In ihrem aktuellen Buch nähert sich Judith Hermann scheinbar autobiografisch ihren bisherigen Geschichten. Was dabei entsteht ist eine sehr besondere neue Geschichte.
Wer Judith Hermanns Werk kennt, weiß, dass sie vieles in ihren Geschichten ungesagt lässt: Sie lösen in uns Lesern Bezüge und Emotionen aus und wir bleiben frei darin, sie zu interpretieren.

„Wir hätten und alles gesagt“ setzt eine Ebene höher an. Wir scheinen uns über allem bisher von Hermann Geschriebenem zu befinden und sie verrät uns ein wenig über den Schreibprozess und die Hintergründe zu ihren Geschichten. Aber tut sie das wirklich? Am Ende dieses Buches war ich mir da nicht mehr so sicher. Denn auf der einen Seite scheint „Wir hätten uns alles gesagt“ zu analysieren und Persönliches aus dem Leben der Autorin preiszugeben; auf der anderen Seite ist es wieder ein typischer Hermann-Roman. Alles bleibt in der Schwebe.

Und auch in diesem Buch geht es wieder um zwischenmenschliche Beziehungen, die so vielfältig und manchmal schwierig sein können.
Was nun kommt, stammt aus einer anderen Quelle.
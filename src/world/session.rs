//! Everything that lives for one loaded level.
//!
//! `LevelSession::load` runs the whole preparation pipeline synchronously:
//! world mesh and face index, static lights, instance baking, grid chunking
//! and batching. Dropping the session releases all of it.

use std::collections::{BTreeMap, HashMap, HashSet};
use std::time::Instant;

use glam::Vec3;

use crate::batch::{
    Batch, BatchKind, BatchOptions, DetailLevel, DrawRange, TextureCache, TextureSource, build_batches,
    draw_ranges,
};
use crate::core::config::BakeConfig;
use crate::core::error::DataError;
use crate::core::types::Result;
use crate::core::Camera;
use crate::grid::{ChunkGrid, ChunkIndex, GridPos, VisibilityFilter};
use crate::lighting::{
    BakedLight, StaticLight, StaticLightResolver, build_face_index, build_light_index, ground_face_at,
};
use crate::math::Aabb;
use crate::mesh::{ChunkedVertexData, FaceKey, MaterialId, MaterialTable, MeshData, MeshOptimizer};
use crate::spatial::{FaceIndex, LightIndex};

use super::geometry::{self, PreparedMesh};
use super::input::LevelInput;
use super::instance::StaticInstance;
use super::vob;

/// Counters gathered during `load`
#[derive(Clone, Debug, Default, PartialEq)]
pub struct LoadStats {
    pub world_triangles: usize,
    pub materials: usize,
    pub lights: usize,
    pub static_lights: usize,
    pub instances: usize,
    /// Placed visuals without a mesh asset
    pub skipped_instances: usize,
    pub lit_instances: usize,
    pub sunlit_instances: usize,
    pub cells_in_use: usize,
    pub world_batches: usize,
    pub instance_batches: usize,
    pub load_ms: f64,
}

/// Draw ranges of one batch for the current frame
#[derive(Clone, Debug, PartialEq)]
pub struct BatchDraw {
    pub kind: BatchKind,
    /// Index into the session's world or instance batches
    pub batch: usize,
    pub full: Vec<DrawRange>,
    pub reduced: Vec<DrawRange>,
}

/// Everything to submit for one frame
#[derive(Clone, Debug, Default, PartialEq)]
pub struct FrameDrawList {
    pub draws: Vec<BatchDraw>,
    pub draw_calls: usize,
    pub batches_drawn: usize,
    pub batches_culled: usize,
}

impl FrameDrawList {
    fn push(&mut self, draw: BatchDraw) {
        let calls = draw.full.len() + draw.reduced.len();
        if calls == 0 {
            self.batches_culled += 1;
            return;
        }
        self.draw_calls += calls;
        self.batches_drawn += 1;
        self.draws.push(draw);
    }

    /// Elements covered by all ranges
    pub fn element_count(&self) -> u64 {
        self.draws
            .iter()
            .flat_map(|d| d.full.iter().chain(d.reduced.iter()))
            .map(|r| r.count() as u64)
            .sum()
    }
}

/// All per-level resources
pub struct LevelSession {
    config: BakeConfig,
    materials: MaterialTable,
    world_mesh: MeshData,
    face_index: FaceIndex,
    lights: Vec<StaticLight>,
    light_index: LightIndex,
    instances: Vec<StaticInstance>,
    grid: ChunkGrid,
    world_batches: Vec<Batch>,
    instance_batches: Vec<Batch>,
    textures: TextureCache,
    processed_visuals: HashSet<String>,
    stats: LoadStats,
}

impl LevelSession {
    /// Prepare a parsed level for drawing.
    ///
    /// Fails on malformed data or a texture that cannot be loaded. Placed
    /// visuals without a mesh asset are skipped with a warning.
    pub fn load(
        level: LevelInput,
        config: BakeConfig,
        texture_source: Box<dyn TextureSource>,
        optimizer: &dyn MeshOptimizer,
    ) -> Result<Self> {
        let start = Instant::now();
        config.validate()?;
        let mut stats = LoadStats::default();

        // World mesh and its face index
        let mut phase = Instant::now();
        let mut materials = MaterialTable::new();
        let world_mesh = geometry::world_mesh_data(&level.world, &mut materials)?;
        let face_index = build_face_index(&world_mesh, &config.octree);
        stats.world_triangles = world_mesh.triangle_count();
        log::info!(
            "World mesh: {} triangles, {} faces indexed in {:.1}ms",
            stats.world_triangles,
            face_index.len(),
            phase.elapsed().as_secs_f64() * 1000.0
        );

        // Static lights
        phase = Instant::now();
        let lights: Vec<StaticLight> = level
            .lights
            .iter()
            .map(|l| StaticLight::from_srgb8(Vec3::from_array(l.position), l.color, l.range, l.is_static))
            .collect();
        let light_index = build_light_index(&lights, config.lighting.light_tolerance, &config.octree);
        stats.lights = lights.len();
        stats.static_lights = light_index.len();
        log::info!(
            "Lights: {} static of {} in {:.1}ms",
            stats.static_lights,
            stats.lights,
            phase.elapsed().as_secs_f64() * 1000.0
        );

        // Instances: validate each visual once, bake lighting per placement
        phase = Instant::now();
        let mut processed_visuals = HashSet::new();
        let mut prepared: HashMap<String, PreparedMesh> = HashMap::new();
        let mut missing: HashSet<&str> = HashSet::new();
        let mut placed = Vec::new();
        {
            let resolver = StaticLightResolver {
                lights: &lights,
                light_index: &light_index,
                mesh: &world_mesh,
                face_index: &face_index,
                tolerance: config.lighting.light_tolerance,
                occlusion_factor: config.lighting.occlusion_factor,
            };
            let fallback = Vec3::from_array(config.lighting.fallback_light_color);

            for (node, visual) in vob::placed_visuals(&level.vobs) {
                let key = visual.to_uppercase();
                if !processed_visuals.contains(&key) {
                    let Some(asset) = level.meshes.get(visual).or_else(|| level.meshes.get(&key)) else {
                        if missing.insert(visual) {
                            log::warn!("No mesh for visual '{}', skipping its instances", visual);
                        }
                        stats.skipped_instances += 1;
                        continue;
                    };
                    let mesh = geometry::prepare_instance_mesh(&key, asset, &mut materials, optimizer)?;
                    prepared.insert(key.clone(), mesh);
                    processed_visuals.insert(key.clone());
                }

                let bbox: Aabb = node.bbox.into();
                let anchor = bbox.center();
                let receives_sun = match ground_face_at(
                    anchor,
                    &world_mesh,
                    &face_index,
                    config.lighting.ground_search_distance,
                )
                .and_then(|k| world_mesh.face(k))
                {
                    None => true,
                    Some(face) => !face.has_lightmap(),
                };
                let light = resolver.light_at(anchor);
                if light.is_some() {
                    stats.lit_instances += 1;
                }
                if receives_sun {
                    stats.sunlit_instances += 1;
                }

                placed.push(StaticInstance {
                    name: node.name.clone(),
                    visual: key,
                    transform: node.world_transform(),
                    bbox,
                    light_color: light.map_or(fallback, |l| l.color),
                    light_dir_inverted: light.map_or(Vec3::Y, |l| l.dir_inverted),
                    receives_sun,
                    cell: GridPos::new(0, 0),
                    chunk: ChunkIndex(0),
                });
            }
        }
        stats.instances = placed.len();
        log::info!(
            "Instances: {} placed, {} skipped, {} visuals, baked in {:.1}ms",
            stats.instances,
            stats.skipped_instances,
            processed_visuals.len(),
            phase.elapsed().as_secs_f64() * 1000.0
        );

        // Grid over everything that will be drawn
        phase = Instant::now();
        let bounds = placed
            .iter()
            .fold(world_mesh.bounds(), |acc, inst| acc.merged(&inst.bbox));
        if !bounds.is_valid() {
            return Err(DataError::DegenerateBounds.into());
        }
        let mut grid = ChunkGrid::new(&bounds, config.grid.cell_size, config.grid.group_size)?;

        let world_chunks = geometry::chunk_world(&world_mesh, &mut grid, optimizer, true);
        let mut instance_chunks: BTreeMap<MaterialId, ChunkedVertexData> = BTreeMap::new();
        for instance in &mut placed {
            instance.cell = grid.cell_of(instance.anchor());
            instance.chunk = grid.clamped_index(instance.cell);
            if let Some(mesh) = prepared.get(&instance.visual) {
                let baked = geometry::bake_instance(mesh, instance);
                geometry::chunk_instance(baked, instance, &mut grid, &mut instance_chunks);
            }
        }
        stats.cells_in_use = grid.cells_in_use();
        log::info!(
            "Grid: {:?} cells, {} in use, chunked in {:.1}ms",
            grid.dimensions(),
            stats.cells_in_use,
            phase.elapsed().as_secs_f64() * 1000.0
        );

        // Batches
        let mut textures = TextureCache::new(texture_source);
        let world_batches = build_batches(
            &world_chunks,
            &materials,
            &mut textures,
            &grid,
            &BatchOptions::from_config(BatchKind::World, &config.batch),
        )?;
        let instance_batches = build_batches(
            &instance_chunks,
            &materials,
            &mut textures,
            &grid,
            &BatchOptions::from_config(BatchKind::Instance, &config.batch),
        )?;
        textures.clear();

        stats.materials = materials.len();
        stats.world_batches = world_batches.len();
        stats.instance_batches = instance_batches.len();
        stats.load_ms = start.elapsed().as_secs_f64() * 1000.0;
        log::info!(
            "Level loaded in {:.1}ms: {} world batches, {} instance batches, {} materials",
            stats.load_ms,
            stats.world_batches,
            stats.instance_batches,
            stats.materials
        );

        Ok(Self {
            config,
            materials,
            world_mesh,
            face_index,
            lights,
            light_index,
            instances: placed,
            grid,
            world_batches,
            instance_batches,
            textures,
            processed_visuals,
            stats,
        })
    }

    /// Re-evaluate grid visibility for `camera`.
    pub fn update_camera(&mut self, camera: &Camera) {
        let frustum = camera.frustum();
        let close = camera.close_frustum(self.config.grid.close_radius);
        self.grid.update_camera(&frustum, &close, camera.position);
    }

    /// Ranges to draw for the last camera update.
    ///
    /// World batches draw close cells at full detail and distant cells at
    /// reduced detail. Instance batches draw every visible cell in full.
    pub fn draw_list(&self) -> FrameDrawList {
        let mut list = FrameDrawList::default();
        for (i, batch) in self.world_batches.iter().enumerate() {
            list.push(BatchDraw {
                kind: batch.kind,
                batch: i,
                full: draw_ranges(batch, &self.grid, DetailLevel::Full, VisibilityFilter::Close),
                reduced: draw_ranges(batch, &self.grid, DetailLevel::Reduced, VisibilityFilter::Distant),
            });
        }
        for (i, batch) in self.instance_batches.iter().enumerate() {
            list.push(BatchDraw {
                kind: batch.kind,
                batch: i,
                full: draw_ranges(batch, &self.grid, DetailLevel::Full, VisibilityFilter::Any),
                reduced: Vec::new(),
            });
        }
        log::debug!(
            "Frame: {} draw calls, {} batches drawn, {} culled",
            list.draw_calls,
            list.batches_drawn,
            list.batches_culled
        );
        list
    }

    /// Ground face below `point` in the world mesh
    pub fn ground_face_at(&self, point: Vec3) -> Option<FaceKey> {
        ground_face_at(point, &self.world_mesh, &self.face_index, self.config.lighting.ground_search_distance)
    }

    /// Static light at `point` with the session's settings
    pub fn light_at(&self, point: Vec3) -> Option<BakedLight> {
        StaticLightResolver {
            lights: &self.lights,
            light_index: &self.light_index,
            mesh: &self.world_mesh,
            face_index: &self.face_index,
            tolerance: self.config.lighting.light_tolerance,
            occlusion_factor: self.config.lighting.occlusion_factor,
        }
        .light_at(point)
    }

    pub fn config(&self) -> &BakeConfig {
        &self.config
    }

    pub fn materials(&self) -> &MaterialTable {
        &self.materials
    }

    pub fn world_mesh(&self) -> &MeshData {
        &self.world_mesh
    }

    pub fn face_index(&self) -> &FaceIndex {
        &self.face_index
    }

    pub fn lights(&self) -> &[StaticLight] {
        &self.lights
    }

    pub fn light_index(&self) -> &LightIndex {
        &self.light_index
    }

    pub fn instances(&self) -> &[StaticInstance] {
        &self.instances
    }

    pub fn grid(&self) -> &ChunkGrid {
        &self.grid
    }

    pub fn world_batches(&self) -> &[Batch] {
        &self.world_batches
    }

    pub fn instance_batches(&self) -> &[Batch] {
        &self.instance_batches
    }

    /// Texture cache, empty once loading finished
    pub fn texture_cache(&self) -> &TextureCache {
        &self.textures
    }

    /// Upper-cased visuals whose mesh was validated and prepared
    pub fn processed_visuals(&self) -> &HashSet<String> {
        &self.processed_visuals
    }

    pub fn stats(&self) -> &LoadStats {
        &self.stats
    }
}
Es geht um ungewöhnliche Freundschaften, die familiäre Herkunft und um Wahlverwandschaften.

„Wie hätten uns alles gesagt“ hat mich unheimlich tief berührt und angesprochen. Für mich ist dieses Spiel mit dem Ungesagten, das Judith Hermann so meisterlich beherrscht, tiefgründig und aufregend. Und so sehr mich ihre Kurzgeschichten beeindrucken - Hermanns Romane (und dieses Buch zähle ich dazu) sind für mich noch bedeutender.